*** Source records ***

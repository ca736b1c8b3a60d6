//! wealdc-par - Parsing for the Weald front-end.
//!
//! A recursive-descent parser with Pratt-style expression precedence over
//! the token stream produced by `wealdc-lex`. Parsing is total: every run
//! returns a fully built [`ast::Script`], with `Missing` placeholder nodes
//! standing in wherever material could not be parsed, and every diagnostic
//! lands in the returned [`Problems`] buffer.
//!
//! Recovery is breakpoint-gated: the parser keeps a stack of closer tags
//! (`)`, `}`, `End`), and inner statement loops stop at the current
//! breakpoint instead of consuming a closer that belongs to an outer
//! construct.

pub mod ast;
mod expr;
mod literal;
mod stmt;

mod edge_cases;

use wealdc_lex::{tokenise, Token, TokenTag};
use wealdc_util::{codes, Loc, Problems, Source};

/// Parses a lexed token stream into a script plus parse-stage problems.
///
/// The stream must be terminated by a single `End` token, as `tokenise`
/// guarantees; handing over anything else is a programmer error and
/// panics.
///
/// # Examples
///
/// ```
/// use wealdc_lex::tokenise;
/// use wealdc_util::Source;
///
/// let source = Source::new("demo.weald", "let x = 1");
/// let (tokens, _) = tokenise(&source);
/// let (script, problems) = wealdc_par::parse(&tokens);
/// assert_eq!(script.stmts.items.len(), 1);
/// assert!(problems.is_empty());
/// ```
pub fn parse(tokens: &[Token]) -> (ast::Script, Problems) {
    let mut parser = Parser::new(tokens);
    let script = parser.parse_script();
    (script, parser.problems)
}

/// Lexes and parses a source in one call. Problems arrive in stage order:
/// the lexer's first, then the parser's.
pub fn parse_source(source: &Source) -> (ast::Script, Problems) {
    let (tokens, mut problems) = tokenise(source);
    let (script, mut parse_problems) = parse(&tokens);
    problems.append(&mut parse_problems);
    (script, problems)
}

/// A view of the token slice that hides `Newline` tokens and surfaces them
/// as "there was a line break just before the current token".
pub(crate) struct TokenStream<'t> {
    tokens: &'t [Token],
    index: usize,
    newline_before: bool,
}

impl<'t> TokenStream<'t> {
    fn new(tokens: &'t [Token]) -> Self {
        assert!(
            matches!(tokens.last(), Some(last) if last.tag == TokenTag::End),
            "parser requires a token stream terminated by an End token"
        );
        let mut stream = Self {
            tokens,
            index: 0,
            newline_before: false,
        };
        stream.skip_newlines();
        stream
    }

    fn skip_newlines(&mut self) {
        while self.tokens[self.index].tag == TokenTag::Newline {
            self.newline_before = true;
            self.index += 1;
        }
    }

    /// The current non-newline token. `End` once the stream is exhausted.
    pub(crate) fn current(&self) -> &'t Token {
        &self.tokens[self.index]
    }

    pub(crate) fn tag(&self) -> TokenTag {
        self.current().tag
    }

    pub(crate) fn loc(&self) -> Loc {
        self.current().loc
    }

    /// True if a line break separated the previous token from this one.
    pub(crate) fn newline_before(&self) -> bool {
        self.newline_before
    }

    /// Position in the underlying slice, used as a progress measure.
    pub(crate) fn index(&self) -> usize {
        self.index
    }

    /// The span of the terminal `End` token.
    pub(crate) fn end_loc(&self) -> Loc {
        self.tokens[self.tokens.len() - 1].loc
    }

    /// Moves past the current token; never moves past `End`.
    pub(crate) fn advance(&mut self) {
        if self.tag() != TokenTag::End {
            self.index += 1;
        }
        self.newline_before = false;
        self.skip_newlines();
    }
}

/// Parser state: the token view, the problem buffer, and the breakpoint
/// stack.
pub(crate) struct Parser<'t> {
    pub(crate) stream: TokenStream<'t>,
    pub(crate) problems: Problems,
    pub(crate) breakpoints: Vec<TokenTag>,
}

impl<'t> Parser<'t> {
    fn new(tokens: &'t [Token]) -> Self {
        Self {
            stream: TokenStream::new(tokens),
            problems: Problems::new(),
            // Depth tracks nesting, which is shallow in practice; one
            // allocation covers almost every source.
            breakpoints: Vec::with_capacity(16),
        }
    }

    fn parse_script(&mut self) -> ast::Script {
        self.breakpoints.push(TokenTag::End);
        let stmts = self.parse_stmts();
        self.breakpoints.pop();

        // Leftover tokens are only worth a diagnostic when nothing else
        // explains why the statement list stopped.
        if self.stream.tag() != TokenTag::End && self.problems.is_empty() {
            self.problems.report(
                codes::EXPECTED_END,
                format!(
                    "expected the end of the script, found '{}'",
                    self.stream.current().tag
                ),
                self.stream.loc(),
            );
        }

        let loc = Loc::from_range(0, self.stream.end_loc().end());
        ast::Script { stmts, loc }
    }

    /// A zero-length span at the start of the current token.
    pub(crate) fn here(&self) -> Loc {
        Loc::empty_at(self.stream.loc().start)
    }

    /// True if the current token is the innermost breakpoint.
    pub(crate) fn at_breakpoint(&self) -> bool {
        self.breakpoints.last() == Some(&self.stream.tag())
    }
}

#[cfg(test)]
mod tests {
    use super::*;
    use crate::ast::{Expr, Stmt};

    fn parse_body(body: &str) -> (ast::Script, Problems) {
        parse_source(&Source::new("test.weald", body))
    }

    fn single_expr(script: &ast::Script) -> &Expr {
        match &script.stmts.items[..] {
            [Stmt::Expr(stmt)] => &stmt.expr,
            other => panic!("expected a single expression statement, got {other:?}"),
        }
    }

    #[test]
    fn test_empty_source() {
        let (script, problems) = parse_body("");
        assert!(script.stmts.items.is_empty());
        assert_eq!(script.loc, Loc::new(0, 0));
        assert!(problems.is_empty());
    }

    #[test]
    fn test_let_with_operator_desugaring() {
        let (script, problems) = parse_body("let x = 1 + 2");
        assert!(problems.is_empty());

        let decl = match &script.stmts.items[..] {
            [Stmt::VariableDecl(decl)] => decl,
            other => panic!("expected one declaration, got {other:?}"),
        };
        assert_eq!(decl.kw_let, Loc::new(0, 3));
        assert_eq!(decl.name.text, "x");
        assert_eq!(decl.name.loc, Loc::new(4, 1));
        assert_eq!(decl.eq, Loc::new(6, 1));

        let call = match &decl.value {
            Expr::Call(call) => call,
            other => panic!("expected a call, got {other:?}"),
        };
        assert_eq!(call.receiver, Expr::Int { value: 1, loc: Loc::new(8, 1) });
        assert_eq!(call.function.text, "+");
        assert_eq!(call.function.loc, Loc::new(10, 1));
        let arguments = call.arguments.as_ref().expect("binary call has arguments");
        assert_eq!(
            arguments.items,
            [Expr::Int { value: 2, loc: Loc::new(12, 1) }]
        );
    }

    #[test]
    fn test_ambiguous_comparison_chain() {
        let (script, problems) = parse_body("1 == 2 != 3");

        let ids: Vec<_> = problems.iter().map(|p| p.desc.id).collect();
        assert_eq!(ids, ["syntax/ambiguous-expr"]);
        // The problem spans both operators.
        assert_eq!(problems.as_slice()[0].loc, Loc::new(2, 7));

        // Still a left-associated chain.
        let outer = match single_expr(&script) {
            Expr::Call(call) => call,
            other => panic!("expected a call, got {other:?}"),
        };
        assert_eq!(outer.function.text, "!=");
        let inner = match &outer.receiver {
            Expr::Call(call) => call,
            other => panic!("expected a nested call, got {other:?}"),
        };
        assert_eq!(inner.function.text, "==");
        assert_eq!(inner.receiver, Expr::Int { value: 1, loc: Loc::new(0, 1) });
    }

    #[test]
    fn test_block_in_ternary_reported() {
        let (script, problems) = parse_body("if true ? {} : 1");

        let ids: Vec<_> = problems.iter().map(|p| p.desc.id).collect();
        assert_eq!(ids, ["syntax/block-in-ternary"]);
        assert_eq!(problems.as_slice()[0].loc, Loc::new(10, 2));

        let if_expr = match single_expr(&script) {
            Expr::If(if_expr) => if_expr,
            other => panic!("expected an if, got {other:?}"),
        };
        assert_eq!(if_expr.ternary_then, Some(Loc::new(8, 1)));
        assert!(matches!(if_expr.then_branch, Expr::Block(_)));
        let else_branch = if_expr.else_branch.as_ref().expect("ternary has an else");
        assert_eq!(else_branch.kw_else, Loc::new(13, 1));
        assert_eq!(else_branch.body, Expr::Int { value: 1, loc: Loc::new(15, 1) });
    }

    #[test]
    fn test_unclosed_string_parses_to_missing() {
        let source = Source::new("test.weald", "\"foo\\");
        let (tokens, lex_problems) = tokenise(&source);
        assert_eq!(lex_problems.len(), 1);

        let (script, problems) = parse(&tokens);
        assert!(problems.is_empty(), "the lexer already reported");
        assert!(matches!(single_expr(&script), Expr::Missing { .. }));
    }

    #[test]
    fn test_mixed_base_literals() {
        let (script, problems) = parse_body("0xFFF_FF + 0b10_01");
        assert!(problems.is_empty());

        let call = match single_expr(&script) {
            Expr::Call(call) => call,
            other => panic!("expected a call, got {other:?}"),
        };
        assert!(matches!(
            call.receiver,
            Expr::Int { value: 0xFFFFF, .. }
        ));
        assert_eq!(call.function.text, "+");
        let arguments = call.arguments.as_ref().expect("binary call has arguments");
        assert!(matches!(arguments.items[0], Expr::Int { value: 9, .. }));
    }

    #[test]
    fn test_integer_overflow_becomes_missing() {
        // One above i128::MAX.
        let (script, problems) =
            parse_body("170_141_183_460_469_231_731_687_303_715_884_105_728");
        let ids: Vec<_> = problems.iter().map(|p| p.desc.id).collect();
        assert_eq!(ids, ["syntax/invalid-int"]);
        assert!(matches!(single_expr(&script), Expr::Missing { .. }));
    }

    #[test]
    fn test_most_negative_literal_overflows() {
        // The sign applies after magnitude accumulation, so even the value
        // that would fit as i128::MIN reports overflow.
        let (_, problems) =
            parse_body("-170_141_183_460_469_231_731_687_303_715_884_105_728");
        let ids: Vec<_> = problems.iter().map(|p| p.desc.id).collect();
        assert_eq!(ids, ["syntax/invalid-int"]);
    }

    #[test]
    fn test_expected_end_on_leftovers() {
        let (_, problems) = parse_body("1\n2 )");
        let ids: Vec<_> = problems.iter().map(|p| p.desc.id).collect();
        assert_eq!(ids, ["syntax/expected-end"]);
    }

    #[test]
    fn test_expected_end_suppressed_by_prior_problems() {
        let (_, problems) = parse_body("let = 1\n2 )");
        let ids: Vec<_> = problems.iter().map(|p| p.desc.id).collect();
        assert!(ids.contains(&"syntax/expected-let-name"));
        assert!(!ids.contains(&"syntax/expected-end"));
    }

    #[test]
    fn test_determinism() {
        let body = "let a = 1\nif a ? 2 : 3\n\"s\" == `r`";
        let (first_script, first_problems) = parse_body(body);
        let (second_script, second_problems) = parse_body(body);
        assert_eq!(first_script, second_script);
        assert_eq!(first_problems, second_problems);
    }

    #[test]
    #[should_panic(expected = "terminated by an End token")]
    fn test_empty_stream_is_a_programmer_error() {
        let _ = parse(&[]);
    }
}
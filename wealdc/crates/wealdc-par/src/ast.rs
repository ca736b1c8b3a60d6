//! The abstract syntax tree.
//!
//! A sealed family of owned node types; every node carries the [`Loc`] of
//! the material it was parsed from, and every parent owns its children
//! outright. The tree is total: wherever parsing could not produce a real
//! child, a [`Expr::Missing`] placeholder with a zero-length span stands in,
//! so consumers never meet a dangling edge.
//!
//! Structural equality (including spans) is the notion of AST identity used
//! throughout the tests, so everything derives `PartialEq`.

use wealdc_util::Loc;

/// A name: NFC-normalized text plus the span it was read from.
///
/// Also used for the synthesized function names that binary and unary
/// operators desugar to (`"+"`, `"unary -"`, ...), where the span is the
/// operator token.
#[derive(Clone, Debug, PartialEq)]
pub struct Name {
    pub text: String,
    pub loc: Loc,
}

impl Name {
    pub fn new(text: impl Into<String>, loc: Loc) -> Self {
        Self {
            text: text.into(),
            loc,
        }
    }
}

/// An expression.
#[derive(Clone, Debug, PartialEq)]
pub enum Expr {
    /// A required expression that could not be parsed. Zero-length span at
    /// the failure point.
    Missing { loc: Loc },
    /// `true`
    True { loc: Loc },
    /// `false`
    False { loc: Loc },
    /// An integer literal, already range-checked.
    Int { value: i128, loc: Loc },
    /// A float literal, already checked finite.
    Float { value: f64, loc: Loc },
    /// A string literal of any flavor.
    String(Box<StringLit>),
    /// A name in expression position.
    VariableRead { name: Name },
    /// `( expr )`
    Group(Box<Group>),
    /// `{ stmts }`
    Block(Box<Block>),
    /// `if`, in either block or ternary form.
    If(Box<If>),
    /// `left && right`
    And(Box<Binary>),
    /// `left || right`
    Or(Box<Binary>),
    /// Every other operator application, desugared to a call on the
    /// receiver.
    Call(Box<Call>),
}

impl Expr {
    /// The span this expression was parsed from.
    pub fn loc(&self) -> Loc {
        match self {
            Expr::Missing { loc }
            | Expr::True { loc }
            | Expr::False { loc }
            | Expr::Int { loc, .. }
            | Expr::Float { loc, .. } => *loc,
            Expr::String(s) => s.loc,
            Expr::VariableRead { name } => name.loc,
            Expr::Group(g) => g.loc,
            Expr::Block(b) => b.loc,
            Expr::If(i) => i.loc,
            Expr::And(b) | Expr::Or(b) => b.loc,
            Expr::Call(c) => c.loc,
        }
    }
}

/// A string literal with its delimiters located and its content decoded.
#[derive(Clone, Debug, PartialEq)]
pub struct StringLit {
    /// Span of the opening delimiter.
    pub opening: Loc,
    /// Span of the material between the delimiters.
    pub content: Loc,
    /// Span of the closing delimiter.
    pub closing: Loc,
    /// The decoded content: escapes applied, block indentation stripped.
    pub interpreted: String,
    pub loc: Loc,
}

/// A parenthesised expression.
#[derive(Clone, Debug, PartialEq)]
pub struct Group {
    pub opening: Loc,
    pub body: Expr,
    pub closing: Loc,
    pub loc: Loc,
}

/// A braced statement list.
#[derive(Clone, Debug, PartialEq)]
pub struct Block {
    pub opening: Loc,
    pub stmts: Stmts,
    pub closing: Loc,
    pub loc: Loc,
}

/// An `if` expression.
///
/// The ternary form `if p ? a : b` sets `ternary_then` to the span of the
/// `?` and wraps the else value in an [`Else`] whose `kw_else` is the span
/// of the `:`. The block form leaves `ternary_then` empty.
#[derive(Clone, Debug, PartialEq)]
pub struct If {
    pub kw_if: Loc,
    pub predicate: Expr,
    pub ternary_then: Option<Loc>,
    pub then_branch: Expr,
    pub else_branch: Option<Else>,
    pub loc: Loc,
}

/// An else branch: a block, a chained `if`, or a ternary else value.
#[derive(Clone, Debug, PartialEq)]
pub struct Else {
    pub kw_else: Loc,
    pub body: Expr,
    pub loc: Loc,
}

/// The operands of `&&` or `||`; `op` is the operator token's span.
#[derive(Clone, Debug, PartialEq)]
pub struct Binary {
    pub left: Expr,
    pub op: Loc,
    pub right: Expr,
    pub loc: Loc,
}

/// An operator application desugared to a call: `1 + 2` becomes a call of
/// `+` on receiver `1` with arguments `[2]`; unary operators have no
/// argument list at all.
#[derive(Clone, Debug, PartialEq)]
pub struct Call {
    pub receiver: Expr,
    pub function: Name,
    pub arguments: Option<Arguments>,
    pub loc: Loc,
}

/// A call's argument list.
#[derive(Clone, Debug, PartialEq)]
pub struct Arguments {
    pub items: Vec<Expr>,
    pub loc: Loc,
}

/// A statement.
#[derive(Clone, Debug, PartialEq)]
pub enum Stmt {
    /// An expression in statement position.
    Expr(StmtExpr),
    /// `let name = value`
    VariableDecl(VariableDecl),
}

impl Stmt {
    /// The span this statement was parsed from.
    pub fn loc(&self) -> Loc {
        match self {
            Stmt::Expr(s) => s.loc,
            Stmt::VariableDecl(d) => d.loc,
        }
    }
}

/// An expression statement.
#[derive(Clone, Debug, PartialEq)]
pub struct StmtExpr {
    pub expr: Expr,
    pub loc: Loc,
}

/// A `let` declaration.
#[derive(Clone, Debug, PartialEq)]
pub struct VariableDecl {
    pub kw_let: Loc,
    pub name: Name,
    pub eq: Loc,
    pub value: Expr,
    pub loc: Loc,
}

/// A statement list.
#[derive(Clone, Debug, PartialEq)]
pub struct Stmts {
    pub items: Vec<Stmt>,
    pub loc: Loc,
}

/// The root of a parse: the top-level statement list of one source.
#[derive(Clone, Debug, PartialEq)]
pub struct Script {
    pub stmts: Stmts,
    pub loc: Loc,
}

*** End of Source records ***

Exercise brief: Go through the data and show every line where "matches" occurs.

Problem solution:
            matches!(tokens.last(), Some(last) if last.tag == TokenTag::End),
        assert!(matches!(if_expr.then_branch, Expr::Block(_)));
        assert!(matches!(single_expr(&script), Expr::Missing { .. }));
        assert!(matches!(
        assert!(matches!(arguments.items[0], Expr::Int { value: 9, .. }));
        assert!(matches!(single_expr(&script), Expr::Missing { .. }));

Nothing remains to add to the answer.